(EXERCISE INSTRUCTIONS)
Write only the number of lines in the entries below that contain the word "both".
= = = = =
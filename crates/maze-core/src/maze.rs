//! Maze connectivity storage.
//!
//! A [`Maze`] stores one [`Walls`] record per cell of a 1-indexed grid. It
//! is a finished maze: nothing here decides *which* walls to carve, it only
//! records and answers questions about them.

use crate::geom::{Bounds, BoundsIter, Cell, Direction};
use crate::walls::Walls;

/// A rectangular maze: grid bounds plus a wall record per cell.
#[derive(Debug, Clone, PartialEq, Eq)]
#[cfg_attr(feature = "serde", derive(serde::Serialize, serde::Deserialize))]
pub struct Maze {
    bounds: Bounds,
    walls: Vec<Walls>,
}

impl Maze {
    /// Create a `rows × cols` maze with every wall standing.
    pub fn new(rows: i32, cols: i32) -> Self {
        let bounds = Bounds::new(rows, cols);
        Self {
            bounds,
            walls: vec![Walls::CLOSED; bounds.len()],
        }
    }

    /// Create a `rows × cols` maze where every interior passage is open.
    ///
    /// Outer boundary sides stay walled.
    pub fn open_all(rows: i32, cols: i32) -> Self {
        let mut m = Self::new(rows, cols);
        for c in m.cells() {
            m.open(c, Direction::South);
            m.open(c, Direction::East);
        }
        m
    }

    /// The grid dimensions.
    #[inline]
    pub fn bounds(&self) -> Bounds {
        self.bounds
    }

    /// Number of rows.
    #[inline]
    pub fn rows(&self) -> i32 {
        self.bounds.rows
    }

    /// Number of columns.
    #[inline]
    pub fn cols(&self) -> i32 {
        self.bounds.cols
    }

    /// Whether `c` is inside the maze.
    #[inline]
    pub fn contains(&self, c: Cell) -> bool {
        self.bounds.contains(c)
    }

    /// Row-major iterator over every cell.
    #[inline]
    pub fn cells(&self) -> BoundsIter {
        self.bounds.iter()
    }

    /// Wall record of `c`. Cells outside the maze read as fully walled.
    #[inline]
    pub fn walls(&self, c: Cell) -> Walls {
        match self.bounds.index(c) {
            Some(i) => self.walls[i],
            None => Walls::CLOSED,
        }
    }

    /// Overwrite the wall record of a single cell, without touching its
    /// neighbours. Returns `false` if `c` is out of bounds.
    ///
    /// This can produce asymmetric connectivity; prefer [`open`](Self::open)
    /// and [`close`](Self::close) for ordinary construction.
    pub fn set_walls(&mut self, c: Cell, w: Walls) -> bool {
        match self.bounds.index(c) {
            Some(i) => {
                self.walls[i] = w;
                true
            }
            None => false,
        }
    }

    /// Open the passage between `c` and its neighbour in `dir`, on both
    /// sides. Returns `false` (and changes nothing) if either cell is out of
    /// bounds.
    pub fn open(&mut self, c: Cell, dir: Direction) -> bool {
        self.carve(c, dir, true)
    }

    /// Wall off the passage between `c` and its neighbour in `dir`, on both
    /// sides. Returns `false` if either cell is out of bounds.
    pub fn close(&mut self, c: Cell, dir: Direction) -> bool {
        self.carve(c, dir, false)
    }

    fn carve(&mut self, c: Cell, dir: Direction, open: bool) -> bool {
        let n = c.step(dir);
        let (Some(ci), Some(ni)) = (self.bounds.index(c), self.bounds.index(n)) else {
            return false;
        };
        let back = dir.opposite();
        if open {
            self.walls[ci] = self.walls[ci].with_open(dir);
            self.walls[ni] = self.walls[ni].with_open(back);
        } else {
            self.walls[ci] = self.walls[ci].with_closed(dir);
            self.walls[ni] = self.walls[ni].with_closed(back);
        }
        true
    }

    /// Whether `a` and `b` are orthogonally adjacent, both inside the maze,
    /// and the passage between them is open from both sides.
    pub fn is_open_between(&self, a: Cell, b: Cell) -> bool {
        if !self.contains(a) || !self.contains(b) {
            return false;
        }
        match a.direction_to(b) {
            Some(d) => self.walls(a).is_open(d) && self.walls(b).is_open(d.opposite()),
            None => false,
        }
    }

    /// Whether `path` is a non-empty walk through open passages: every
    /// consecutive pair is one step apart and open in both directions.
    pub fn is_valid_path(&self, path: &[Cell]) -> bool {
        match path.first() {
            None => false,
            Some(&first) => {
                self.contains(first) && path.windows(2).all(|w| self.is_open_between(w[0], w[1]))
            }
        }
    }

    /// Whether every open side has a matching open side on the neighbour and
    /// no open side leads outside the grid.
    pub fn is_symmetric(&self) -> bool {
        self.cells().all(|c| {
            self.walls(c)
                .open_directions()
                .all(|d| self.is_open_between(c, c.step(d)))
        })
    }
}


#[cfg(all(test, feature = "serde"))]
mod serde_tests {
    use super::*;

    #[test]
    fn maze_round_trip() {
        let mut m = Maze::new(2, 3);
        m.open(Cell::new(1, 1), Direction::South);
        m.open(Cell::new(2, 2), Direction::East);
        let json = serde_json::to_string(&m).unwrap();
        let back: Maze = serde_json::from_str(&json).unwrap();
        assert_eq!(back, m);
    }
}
= = = = =
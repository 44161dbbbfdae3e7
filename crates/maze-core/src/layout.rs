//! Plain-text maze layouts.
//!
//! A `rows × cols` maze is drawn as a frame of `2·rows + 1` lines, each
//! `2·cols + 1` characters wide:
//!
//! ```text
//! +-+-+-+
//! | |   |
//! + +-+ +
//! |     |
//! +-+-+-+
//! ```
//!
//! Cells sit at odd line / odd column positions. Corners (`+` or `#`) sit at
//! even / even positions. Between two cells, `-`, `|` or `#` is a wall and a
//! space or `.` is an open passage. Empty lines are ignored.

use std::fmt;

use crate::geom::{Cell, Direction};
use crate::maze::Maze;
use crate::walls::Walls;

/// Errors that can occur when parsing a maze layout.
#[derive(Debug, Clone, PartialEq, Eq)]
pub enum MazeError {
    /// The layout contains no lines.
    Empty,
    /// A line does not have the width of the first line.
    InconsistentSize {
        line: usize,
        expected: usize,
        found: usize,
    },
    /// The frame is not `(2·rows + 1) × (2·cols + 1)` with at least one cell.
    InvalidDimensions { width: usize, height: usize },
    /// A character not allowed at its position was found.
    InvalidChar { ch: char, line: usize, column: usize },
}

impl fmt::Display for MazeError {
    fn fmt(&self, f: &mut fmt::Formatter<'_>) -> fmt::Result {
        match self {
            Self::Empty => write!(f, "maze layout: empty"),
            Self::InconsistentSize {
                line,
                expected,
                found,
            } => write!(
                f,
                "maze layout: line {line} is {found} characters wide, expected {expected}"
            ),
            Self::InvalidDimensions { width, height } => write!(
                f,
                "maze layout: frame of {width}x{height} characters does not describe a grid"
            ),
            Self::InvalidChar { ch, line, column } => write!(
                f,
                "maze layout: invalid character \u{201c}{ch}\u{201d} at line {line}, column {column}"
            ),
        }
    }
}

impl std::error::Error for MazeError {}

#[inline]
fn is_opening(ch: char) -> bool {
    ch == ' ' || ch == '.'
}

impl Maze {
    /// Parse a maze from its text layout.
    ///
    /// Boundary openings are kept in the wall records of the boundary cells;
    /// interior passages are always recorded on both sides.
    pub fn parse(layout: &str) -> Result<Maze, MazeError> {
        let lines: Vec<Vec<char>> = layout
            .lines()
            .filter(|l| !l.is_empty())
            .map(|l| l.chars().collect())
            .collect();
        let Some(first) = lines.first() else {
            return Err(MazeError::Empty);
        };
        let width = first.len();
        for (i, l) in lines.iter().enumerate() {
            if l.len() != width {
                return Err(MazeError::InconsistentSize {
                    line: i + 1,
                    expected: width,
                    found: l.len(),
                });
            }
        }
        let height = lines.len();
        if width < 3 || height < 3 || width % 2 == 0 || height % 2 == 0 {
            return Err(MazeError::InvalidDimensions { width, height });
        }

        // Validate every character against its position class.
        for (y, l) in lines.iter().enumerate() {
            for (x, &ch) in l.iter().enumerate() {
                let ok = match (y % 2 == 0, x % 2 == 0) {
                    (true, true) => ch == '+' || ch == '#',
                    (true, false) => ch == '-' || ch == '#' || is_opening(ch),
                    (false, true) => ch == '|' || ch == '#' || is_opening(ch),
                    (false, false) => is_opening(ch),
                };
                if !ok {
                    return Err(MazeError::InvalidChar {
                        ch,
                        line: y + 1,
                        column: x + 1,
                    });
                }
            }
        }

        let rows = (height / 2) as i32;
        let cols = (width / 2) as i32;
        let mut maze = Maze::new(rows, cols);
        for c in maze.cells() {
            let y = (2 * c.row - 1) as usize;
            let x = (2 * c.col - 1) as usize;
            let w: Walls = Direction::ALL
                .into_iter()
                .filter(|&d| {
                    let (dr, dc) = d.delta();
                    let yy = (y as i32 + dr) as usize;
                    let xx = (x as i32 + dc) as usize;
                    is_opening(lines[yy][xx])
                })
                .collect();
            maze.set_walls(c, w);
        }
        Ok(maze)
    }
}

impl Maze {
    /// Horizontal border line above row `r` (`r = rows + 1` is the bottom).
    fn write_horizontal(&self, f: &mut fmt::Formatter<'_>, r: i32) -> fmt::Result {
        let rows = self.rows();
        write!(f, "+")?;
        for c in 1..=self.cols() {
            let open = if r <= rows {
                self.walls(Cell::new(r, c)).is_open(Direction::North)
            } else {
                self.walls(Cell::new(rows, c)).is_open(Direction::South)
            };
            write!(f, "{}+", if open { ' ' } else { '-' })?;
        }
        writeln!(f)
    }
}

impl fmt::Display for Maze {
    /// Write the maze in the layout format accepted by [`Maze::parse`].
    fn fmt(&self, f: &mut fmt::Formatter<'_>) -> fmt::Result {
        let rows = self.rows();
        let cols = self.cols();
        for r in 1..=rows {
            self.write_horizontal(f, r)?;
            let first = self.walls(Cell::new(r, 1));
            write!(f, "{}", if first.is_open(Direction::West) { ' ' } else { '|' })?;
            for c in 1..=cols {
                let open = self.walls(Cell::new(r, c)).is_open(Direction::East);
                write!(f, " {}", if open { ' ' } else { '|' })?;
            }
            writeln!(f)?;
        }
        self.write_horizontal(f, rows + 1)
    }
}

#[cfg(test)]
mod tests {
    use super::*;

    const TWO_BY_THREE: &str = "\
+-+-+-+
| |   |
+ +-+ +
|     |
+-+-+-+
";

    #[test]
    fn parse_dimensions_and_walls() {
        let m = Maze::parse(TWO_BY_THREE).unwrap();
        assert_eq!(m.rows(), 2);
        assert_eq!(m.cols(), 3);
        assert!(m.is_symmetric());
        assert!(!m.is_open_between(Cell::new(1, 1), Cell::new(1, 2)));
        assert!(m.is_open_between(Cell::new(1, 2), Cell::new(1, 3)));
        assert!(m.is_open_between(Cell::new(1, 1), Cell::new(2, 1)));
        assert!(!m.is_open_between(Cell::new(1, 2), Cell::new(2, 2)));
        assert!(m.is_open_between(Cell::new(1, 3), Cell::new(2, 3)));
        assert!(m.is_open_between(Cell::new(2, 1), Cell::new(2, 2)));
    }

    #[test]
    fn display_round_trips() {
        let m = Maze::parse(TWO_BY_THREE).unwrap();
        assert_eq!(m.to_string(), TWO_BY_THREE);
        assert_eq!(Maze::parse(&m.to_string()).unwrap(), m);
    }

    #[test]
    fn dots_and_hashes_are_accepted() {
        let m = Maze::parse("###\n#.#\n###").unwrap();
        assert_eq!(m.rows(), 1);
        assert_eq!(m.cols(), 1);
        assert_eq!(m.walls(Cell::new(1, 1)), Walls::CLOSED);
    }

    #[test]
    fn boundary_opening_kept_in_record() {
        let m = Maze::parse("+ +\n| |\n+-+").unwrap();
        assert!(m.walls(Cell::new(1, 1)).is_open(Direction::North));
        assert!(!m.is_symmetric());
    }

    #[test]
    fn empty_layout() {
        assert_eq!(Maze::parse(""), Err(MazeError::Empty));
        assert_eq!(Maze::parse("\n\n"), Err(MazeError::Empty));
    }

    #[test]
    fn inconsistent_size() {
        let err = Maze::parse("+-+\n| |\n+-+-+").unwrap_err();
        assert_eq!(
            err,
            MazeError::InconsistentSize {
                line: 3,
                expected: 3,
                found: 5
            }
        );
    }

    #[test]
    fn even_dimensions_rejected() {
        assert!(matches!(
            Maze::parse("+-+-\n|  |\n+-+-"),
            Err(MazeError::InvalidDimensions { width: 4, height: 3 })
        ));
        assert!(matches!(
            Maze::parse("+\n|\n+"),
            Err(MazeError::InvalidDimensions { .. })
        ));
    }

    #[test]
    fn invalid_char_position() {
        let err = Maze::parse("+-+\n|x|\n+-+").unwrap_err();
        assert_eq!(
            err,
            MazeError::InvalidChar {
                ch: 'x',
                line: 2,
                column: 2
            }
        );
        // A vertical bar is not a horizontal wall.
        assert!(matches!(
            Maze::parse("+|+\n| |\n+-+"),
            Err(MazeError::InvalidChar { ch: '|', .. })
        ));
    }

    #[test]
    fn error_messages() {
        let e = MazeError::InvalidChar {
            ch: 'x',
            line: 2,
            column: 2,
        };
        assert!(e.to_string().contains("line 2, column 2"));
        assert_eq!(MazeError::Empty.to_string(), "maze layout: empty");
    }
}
= = = = =
(YOUR RESPONSE)
6